Train. Break. Defend. AI Systems.
An open-source platform for AI security training, red/blue teaming, CTF, benchmarking, and research. Runs 100% locally. No cloud, no paid APIs, no data leaves your machine.
Prerequisites
- Docker 24+ and Docker Compose v2
- 16 GB RAM minimum (Ollama loads models into memory; 8 GB works for small models only)
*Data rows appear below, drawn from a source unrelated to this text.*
//! # Block Parsing
//!
//! Dialect-independent machinery for the two-pass parse.
//!
//! ## Parsing Phases
//!
//! 1. **Region extraction** (`regions`): the grammar's region openers are tried
//!    on every line; matched regions become finished blocks, everything else is
//!    collected into runs of plain text lines.
//!
//! 2. **Line classification + accumulation** (`classify`, `builder`): each plain
//!    line is classified into a `LineClass` and pushed into a `BlockBuilder`
//!    that groups consecutive list/quote/paragraph lines into one block.
//!
//! ## Modules
//!
//! - **`kinds`**: syntax knowledge per block kind (fences, headings, lists,
//!   quotes, media references, inline formulas, directives)
//! - **`classify`**: `LineClass`, the result of classifying one line
//! - **`regions`**: `Region` and the pass-1 splitter
//! - **`builder`**: `BlockBuilder` accumulation state machine
//!
//! ## Key Invariants
//!
//! - Region bodies are raw zones: no line rule ever sees them
//! - A blank line always ends the open accumulation
//! - A line of a different kind than the open accumulation starts a new block

pub mod builder;
pub mod classify;
pub mod kinds;
pub mod regions;

pub use builder::BlockBuilder;
pub use classify::{LineClass, ListKind};
pub use regions::{Region, extract_regions};
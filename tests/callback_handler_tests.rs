use shopee_promo_bot::bot::keyboards::{main_menu_keyboard, CallbackAction, CATEGORIES};
use shopee_promo_bot::utils::markdown::{escape_markdown, link};
use teloxide::types::InlineKeyboardButtonKind;

#[test]
fn test_main_menu_buttons() {
    let keyboard = main_menu_keyboard("https://t.me/promoshopee");
    let callbacks: Vec<String> = keyboard
        .inline_keyboard
        .iter()
        .flatten()
        .filter_map(|button| match &button.kind {
            InlineKeyboardButtonKind::CallbackData(data) => Some(data.clone()),
            _ => None,
        })
        .collect();

    assert_eq!(callbacks, vec!["promo_today", "flash_sale", "pick_category"]);
}

#[test]
fn test_category_callbacks() {
    for (slug, _, _) in CATEGORIES {
        let data = format!("cat:{slug}");
        assert_eq!(CallbackAction::parse(&data), Some(CallbackAction::Category(slug.to_string())));
    }
}

#[test]
fn test_stale_callback_data_is_rejected() {
    // Buttons left over from older bot versions
    assert_eq!(CallbackAction::parse("abc123:opt1:yes"), None);
    assert_eq!(CallbackAction::parse("settings:close"), None);
    assert_eq!(CallbackAction::parse(""), None);
}

#[test]
fn test_escape_markdown_product_names() {
    assert_eq!(escape_markdown("Kaos Polos"), "Kaos Polos");
    assert_eq!(escape_markdown("Diskon 50%!"), "Diskon 50%\\!");
    assert_eq!(escape_markdown("Rp 1.500.000"), "Rp 1\\.500\\.000");
    assert_eq!(escape_markdown("Sepatu (Size 42) - Hitam"), "Sepatu \\(Size 42\\) \\- Hitam");
}

#[test]
fn test_buy_link_keeps_query_string() {
    let rendered = link("🛒 BELI SEKARANG", "https://shopee.co.id/xxx?af_siteid=123&smtt=0.0.9");
    assert_eq!(
        rendered,
        "[🛒 BELI SEKARANG](https://shopee.co.id/xxx?af_siteid=123&smtt=0.0.9)"
    );
}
- 20 GB free disk space for base images and at least one model
- x86-64 CPU; Apple Silicon and ARM64 are supported but untested
GPU is optional. Ollama runs on CPU but inference will be slow without one.
Quick Start
git clone https://github.com/sonuoffsec/DVAP
cd DVAP
cp .env.example .env
docker compose up -d
Open http://localhost:8080 once all containers are healthy. First run takes 30-60 seconds.
What is DVAP?
DVAP is an open-source AI security research, training, benchmarking, and red teaming platform designed to help security professionals, AI engineers, researchers, students, and organizations understand how modern AI systems fail and how to defend them.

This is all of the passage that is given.